As leaders sang the national anthem to begin the five-yearly event, streets in the chilly capital Hanoi were festooned with red and yellow banners, some bearing the iconic hammer and sickle. Propaganda posters bore the smiling likeness of revolutionary leader Ho Chi Minh or of proud, uniformed workers.
The economic backdrop is less festive. Inflation surged to a 22-month high in December, the government is struggling to bring down a hefty fiscal deficit, the currency has been depreciating for three years and the trade deficit remains stubbornly high.
Outgoing Communist Party chief Nong Duc Manh told the 11th Party Congress that “macro balances are unstable” in the country of nearly 90 million people as he outlined achievements and challenges for the next five years.
In an hour-long speech, Manh said the economic growth target for the 2011-15 period would be 7.0-7.5 percent a year. September drafts of documents for the congress to consider had a stronger five-year target at 7.5-8.0 percent.
Manh said the GDP growth target for the 10-year period to 2020 was 7-8 percent.
“The coming years are a period in which the economy of our country will recover, returning to fast growth after a period of slowdown, and (we will) restructure the economy for fast and sustainable development,” he said.

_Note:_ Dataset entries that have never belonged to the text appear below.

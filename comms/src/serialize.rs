/// Turns a message into its wire payload.
pub trait Serialize {
    /// Appends the payload to `buf`.
    fn serialize(&self, buf: &mut Vec<u8>);
}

Economists say the leadership appeared too focused last year on economic growth, which reached 6.8 percent, leading to a resurgence of inflation, which kept pressure on the currency.
The central bank devalued the dong twice last year, and since October it has been trading against the dollar on the unofficial market well below the lower end of its band.

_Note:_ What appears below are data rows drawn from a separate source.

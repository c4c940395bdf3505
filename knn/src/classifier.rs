use std::{cmp::Ordering, collections::BTreeMap, num::NonZeroUsize, ops::Range};

use crate::{Dataset, DistanceMetric, FeatureVector, KnnErr, Label, Result};

/// A reference item scored against one query, only alive during a single classification.
#[derive(Debug, Clone, Copy, PartialEq)]
pub struct NeighborCandidate {
    pub distance: f64,
    pub label: Label,
    pub source_index: usize,
}

impl NeighborCandidate {
    /// Total order used to pick neighbors: nearer first, then lower reference index.
    fn closer(&self, other: &Self) -> Ordering {
        self.distance
            .total_cmp(&other.distance)
            .then(self.source_index.cmp(&other.source_index))
    }
}

/// Brute-force k-nearest-neighbor classifier.
///
/// Neighbors at equal distance are ranked by their index in the reference set and
/// votes tied between labels go to the smallest label, so predictions are fully
/// deterministic. A `k` larger than the reference set is clamped to its size.
#[derive(Debug, Clone, Copy, PartialEq, Eq)]
pub struct Classifier {
    k: NonZeroUsize,
    metric: DistanceMetric,
}

impl Classifier {
    pub fn new(k: NonZeroUsize, metric: DistanceMetric) -> Self {
        Self { k, metric }
    }

    #[inline]
    pub fn k(&self) -> NonZeroUsize {
        self.k
    }

    #[inline]
    pub fn metric(&self) -> DistanceMetric {
        self.metric
    }

    /// The amount of neighbors that actually vote against `reference`.
    #[inline]
    pub fn effective_k(&self, reference: &Dataset) -> usize {
        self.k.get().min(reference.count())
    }

    /// Predicts the label of `query`.
    ///
    /// # Errors
    /// Returns `KnnErr::EmptyReference` if `reference` has no items and
    /// `KnnErr::DimensionMismatch` if `query` is not `reference.dim()` long.
    pub fn classify(&self, query: FeatureVector<'_>, reference: &Dataset) -> Result<Label> {
        let neighbors = self.nearest(query, reference)?;
        Ok(majority_vote(&neighbors))
    }

    /// Returns the `effective_k` nearest reference items to `query`, nearest first.
    pub fn nearest(
        &self,
        query: FeatureVector<'_>,
        reference: &Dataset,
    ) -> Result<Vec<NeighborCandidate>> {
        check_reference(query.len(), reference)?;
        Ok(self.nearest_unchecked(query, reference))
    }

    /// Classifies every item of `queries` within `range` and counts how many
    /// predictions match their ground-truth label.
    ///
    /// # Errors
    /// Returns `KnnErr::OutOfRange` if `range` does not fit in `queries`, plus the
    /// errors of [`Classifier::classify`].
    pub fn count_correct(
        &self,
        queries: &Dataset,
        range: Range<usize>,
        reference: &Dataset,
    ) -> Result<u64> {
        if range.start > range.end || range.end > queries.count() {
            return Err(KnnErr::OutOfRange {
                start: range.start,
                end: range.end,
                count: queries.count(),
            });
        }

        if range.is_empty() {
            return Ok(0);
        }

        check_reference(queries.dim(), reference)?;

        let correct = range
            .map(|idx| queries.item(idx))
            .filter(|item| {
                let neighbors = self.nearest_unchecked(item.features, reference);
                majority_vote(&neighbors) == item.label
            })
            .count();

        Ok(correct as u64)
    }

    fn nearest_unchecked(
        &self,
        query: FeatureVector<'_>,
        reference: &Dataset,
    ) -> Vec<NeighborCandidate> {
        let mut candidates: Vec<NeighborCandidate> = reference
            .items()
            .enumerate()
            .map(|(source_index, item)| NeighborCandidate {
                distance: self.metric.distance(query, item.features),
                label: item.label,
                source_index,
            })
            .collect();

        let k = self.effective_k(reference);
        if k < candidates.len() {
            candidates.select_nth_unstable_by(k - 1, NeighborCandidate::closer);
            candidates.truncate(k);
        }

        candidates.sort_unstable_by(NeighborCandidate::closer);
        candidates
    }
}

/// Classifies `query` against `reference` with the `k` nearest neighbors under `metric`.
pub fn classify(
    query: FeatureVector<'_>,
    reference: &Dataset,
    k: NonZeroUsize,
    metric: DistanceMetric,
) -> Result<Label> {
    Classifier::new(k, metric).classify(query, reference)
}

fn check_reference(query_dim: usize, reference: &Dataset) -> Result<()> {
    if reference.is_empty() {
        return Err(KnnErr::EmptyReference);
    }

    if query_dim != reference.dim() {
        return Err(KnnErr::DimensionMismatch {
            what: "query",
            got: query_dim,
            expected: reference.dim(),
        });
    }

    Ok(())
}

/// Most frequent label among `neighbors`, the smallest label wins a tie.
///
/// `neighbors` is never empty: the reference set is non-empty and `k >= 1`.
fn majority_vote(neighbors: &[NeighborCandidate]) -> Label {
    let mut votes = BTreeMap::new();
    for neighbor in neighbors {
        *votes.entry(neighbor.label).or_insert(0usize) += 1;
    }

    let mut winner = (Label::MAX, 0);
    for (label, count) in votes {
        if count > winner.1 {
            winner = (label, count);
        }
    }

    winner.0
}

All three major ratings agencies downgraded Vietnam last year on macroeconomic concerns exacerbated by the questions surrounding the troubles at near-bankrupt state shipbuilder Vinashin. The case has sparked debate in the fast-changing country about the favoured role of the state sector.

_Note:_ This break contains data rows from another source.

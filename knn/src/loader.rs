//! Reader for the binary image dataset format.
//!
//! ```text
//! u32 (little-endian)   item count N
//! N records of:
//!   u8                  label
//!   dim x u8            feature components
//! ```

use std::{
    fs::File,
    io::{self, BufReader, Read},
    path::Path,
};

use ndarray::Array2;

use crate::{Dataset, KnnErr, Label, Result};

/// Feature dimension of the 28x28 grayscale images the format was made for.
pub const DEFAULT_DIM: usize = 28 * 28;

/// Largest feature dimension a record may declare.
pub const MAX_DIM: usize = 1 << 20;

/// Upper bound on the features reserved ahead of reading, the header is not trusted.
const MAX_PREALLOCATED_FEATURES: usize = 1 << 22;

/// Checks that `dim` is a usable feature dimension.
///
/// # Errors
/// Returns `KnnErr::InvalidDimension` if `dim` is zero or above [`MAX_DIM`].
pub fn check_dim(dim: usize) -> Result<usize> {
    if dim == 0 || dim > MAX_DIM {
        return Err(KnnErr::InvalidDimension { dim, max: MAX_DIM });
    }

    Ok(dim)
}

/// Loads the dataset stored at `path`, every record holding `dim` features.
///
/// # Errors
/// Returns a `KnnErr` if the file cannot be opened or is malformed.
pub fn load_dataset<P: AsRef<Path>>(path: P, dim: usize) -> Result<Dataset> {
    let path = path.as_ref();
    let file = File::open(path).map_err(|source| KnnErr::Open {
        path: path.to_path_buf(),
        source,
    })?;

    read_dataset(BufReader::new(file), dim)
}

/// Reads a dataset of `dim`-dimensional records from `reader`.
///
/// The whole input must be consumed: a record cut short or bytes after the last
/// record are both errors.
///
/// # Errors
/// Returns `KnnErr::InvalidDimension` before reading anything if `dim` is unusable.
pub fn read_dataset<R: Read>(mut reader: R, dim: usize) -> Result<Dataset> {
    let dim = check_dim(dim)?;

    let mut header = [0; size_of::<u32>()];
    reader.read_exact(&mut header).map_err(|e| match e.kind() {
        io::ErrorKind::UnexpectedEof => KnnErr::TruncatedHeader,
        _ => KnnErr::Io(e),
    })?;
    let count = u32::from_le_bytes(header) as usize;

    let reserved = count.min(MAX_PREALLOCATED_FEATURES / dim);
    let mut labels: Vec<Label> = Vec::with_capacity(reserved);
    let mut data: Vec<f32> = Vec::with_capacity(reserved * dim);
    let mut record = vec![0u8; dim + 1];

    for index in 0..count {
        reader.read_exact(&mut record).map_err(|e| match e.kind() {
            io::ErrorKind::UnexpectedEof => KnnErr::TruncatedRecord { index, count },
            _ => KnnErr::Io(e),
        })?;

        labels.push(Label::from(record[0]));
        data.extend(record[1..].iter().map(|&px| f32::from(px)));
    }

    let mut probe = [0u8; 1];
    if reader.read(&mut probe)? != 0 {
        return Err(KnnErr::TrailingBytes { count });
    }

    let features = Array2::from_shape_vec((count, dim), data).map_err(|_| {
        KnnErr::DimensionMismatch {
            what: "feature matrix",
            got: count,
            expected: dim,
        }
    })?;

    Dataset::new(features, labels)
}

The congress is not expected to decide on specific policies, but delegate Vu Tien Loc, who is head of the state-backed Vietnam Chamber of Commerce and Industry, said he hoped to discuss much-needed economic restructuring.
“In the coming five years there will be many challenges for the Vietnamese economy, and it will be a period in which we will need to have more resolve in the task of pushing changes in the structure of the economy,” he said.
“We hope the focus of discussion on economic problems will be how to speed up the process of transforming the structure of the economy to raise efficiency and competitiveness of the economy.” On Hanoi’s streets, people were more concerned about bread-and-butter issues than congress and pending leadership changes. Nguyen Thuy Lan, 42, who runs a tiny shop selling motorcycle helmets, complained about inflation, taxes and food safety and said she hoped there would be changes but was not optimistic. “There’ve been lots of party congresses over the years. Sure, things are more open, but there are still problems,” she said. Down the street, Nguyen Dac Luan, 38, who repairs mobile phones, said he read congress-related news but not intently. “I don’t really follow politics,” he said. Asked if he thought the congress would mean much for policies or the economy, he said no. Manh will be replaced at the congress, a party official confirmed on Monday. But it remains unclear exactly who the next party chief will be.
Party sources and analysts have said Prime Minister Nguyen Tan Dung may be returned for a second term, while the current head of parliament, Nguyen Phu Trong, could become general secretary.
Truong Tan Sang, a southerner who currently runs day-to-day affairs of the party and a rival of Dung‘s, is tipped for the relatively weak post of state president.
Regardless of the personnel changes at the pinnacle of the party and government, few analysts foresee major policy changes. (Additional reporting by Nguyen Van Vinh and Nguyen Huy Kham. Editing by Jason Szep and Andrew Marshall)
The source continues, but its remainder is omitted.